Как нюхала младенческую макушку и почти хотела себе такую же, но все откладывала и откладывала, приезжала смотреть, как она растет. Мы сидели на кухне. Смеялись оглушительно над всякой чушью. Буквально недавно. Вчера.
— Оставайся на ночь, — упрашивали они.
Обе. Взрослая и маленькая.
— У вас подъем в пять, — отнекивалась я, с трудом попадая в рукав пальто.
Мне хотелось домой, в тишину, в пыль и покой. Добраться, рухнуть на диван и проспать до полудня. Обычный вечер субботы, ничего нового.
— Позвоню.
Прощаясь, я целовала четыре щеки.
— Приходи еще! — кричала мне пухленькая мелочь, выскакивая к лифту. — Еще приходи!
А теперь она, вымахавшая во взрослую бабу, измотанную, как все взрослые бабы, смотрит на меня, морща лоб, и если я еще не сошла с ума, то теперь уже готова, совсем готова, вот прямо сейчас и схожу. Разойдитесь все.

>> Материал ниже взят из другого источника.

// Copyright 2019-2021 Parity Technologies (UK) Ltd.
// This file is part of metareg.
//
// metareg is free software: you can redistribute it and/or modify
// it under the terms of the GNU General Public License as published by
// the Free Software Foundation, either version 3 of the License, or
// (at your option) any later version.
//
// metareg is distributed in the hope that it will be useful,
// but WITHOUT ANY WARRANTY; without even the implied warranty of
// MERCHANTABILITY or FITNESS FOR A PARTICULAR PURPOSE.  See the
// GNU General Public License for more details.
//
// You should have received a copy of the GNU General Public License
// along with metareg.  If not, see <http://www.gnu.org/licenses/>.

use super::decode_all;
use crate::Error;
use metareg_core::{
	decoder::{self, StorageDecoder, StorageEntry},
	encoder,
	metadata::{PalletMetadata, StorageEntryModifier, StorageEntryType},
	Metadata, TypeId, Value,
};
use once_cell::sync::OnceCell;
use std::sync::Arc;

/// A single storage entry of a pallet.
#[derive(Debug, Clone)]
pub struct StorageItem {
	metadata: Arc<Metadata>,
	decoder: Arc<OnceCell<StorageDecoder>>,
	pub pallet: String,
	pub prefix: String,
	pub name: String,
	pub modifier: StorageEntryModifier,
	pub ty: StorageEntryType,
	pub default: Vec<u8>,
	pub docs: Vec<String>,
}

pub(super) fn decorate(
	metadata: &Arc<Metadata>,
	decoder: &Arc<OnceCell<StorageDecoder>>,
	pallet: &PalletMetadata,
) -> Vec<StorageItem> {
	let Some(storage) = &pallet.storage else {
		return Vec::new();
	};
	storage
		.entries
		.iter()
		.map(|entry| StorageItem {
			metadata: metadata.clone(),
			decoder: decoder.clone(),
			pallet: pallet.name.clone(),
			prefix: storage.prefix.clone(),
			name: entry.name.clone(),
			modifier: entry.modifier,
			ty: entry.ty.clone(),
			default: entry.default.clone(),
			docs: entry.docs.clone(),
		})
		.collect()
}

impl StorageItem {
	/// The type of the stored value.
	pub fn value_ty(&self) -> TypeId {
		match &self.ty {
			StorageEntryType::Plain(ty) => *ty,
			StorageEntryType::Map { value, .. } => *value,
		}
	}

	/// The number of keys needed to address a single value.
	pub fn key_count(&self) -> usize {
		match &self.ty {
			StorageEntryType::Plain(_) => 0,
			StorageEntryType::Map { hashers, .. } => hashers.len(),
		}
	}

	/// The full key of one value. Plain entries take no keys.
	pub fn key<T>(&self, keys: &[Value<T>]) -> Result<Vec<u8>, Error> {
		Ok(encoder::storage_key(&self.metadata, &self.pallet, &self.name, keys)?)
	}

	/// The key prefix shared by every value whose leading keys are `keys`.
	pub fn prefix<T>(&self, keys: &[Value<T>]) -> Result<Vec<u8>, Error> {
		Ok(encoder::storage_prefix(&self.metadata, &self.pallet, &self.name, keys)?)
	}

	/// Decode a stored value. Nothing stored means the default for `Default` entries,
	/// and `None` for `Optional` ones.
	pub fn decode_value(&self, bytes: Option<&[u8]>) -> Result<Option<Value<TypeId>>, Error> {
		match (bytes, self.modifier) {
			(Some(bytes), _) => decode_all(&self.metadata, self.value_ty(), bytes).map(Some),
			(None, StorageEntryModifier::Default) => self.default_value().map(Some),
			(None, StorageEntryModifier::Optional) => Ok(None),
		}
	}

	pub fn default_value(&self) -> Result<Value<TypeId>, Error> {
		decode_all(&self.metadata, self.value_ty(), &self.default)
	}

	/// Decode a full storage key of this entry back into its parts.
	pub fn decode_key(&self, key: &[u8]) -> Result<StorageEntry<'static, 'static>, Error> {
		let decoder = self.decoder.get_or_init(|| decoder::decode_storage(&self.metadata));
		let data = &mut &*key;
		let entry = decoder.decode_key(&self.metadata, data)?;
		if entry.prefix != self.prefix || entry.name != self.name {
			return Err(Error::Mismatch { pallet: self.pallet.clone(), item: self.name.clone() });
		}
		if !data.is_empty() {
			return Err(Error::TrailingBytes(data.len()));
		}
		Ok(entry.into_owned())
	}
}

— Все хорошо? — переспрашивает она.
И мне хочется захохотать. Все плохо, милая. Если это ты. Значит, напротив тебя сижу я. Если тебе лет тридцать пять, голубушка, если ты — вот эта загнанная молодая тетка, с морщинами, плохим макияжем и дешевыми шмотками, значит, мне под семьдесят. Но как, скажи мне, как и куда делась прорва времени? Моего времени?
— Аня, — начинаю я. — Анечка…
Что-то в моем голосе меня выдает. Она откидывается назад, табуретка скрипит, мы обе вздрагиваем. От страха зрение становится чуть острее, и я выхватываю из темноты очертания кухни — сколотый край столешницы, съехавшую с петель дверцу шкафчика, покосившийся стеллаж. Плитка покрыта слоем запыленного жира, его капли застыли на стенах, две конфорки совсем заржавели, еще одной вовсе нет, на ее месте зияет провал. Моя кухня. Любимая моя, новенькая. Ни пылинки на тебе, ни жиринки. Что с тобой стало. Что со мной стало?
Аня хватает меня за руку. У нее сильные пальцы. Я помню, какими крохотными и мягонькими они были. Узел в животе ворочается, устраивается там поудобнее. Я заставляю губы растянуться в улыбке.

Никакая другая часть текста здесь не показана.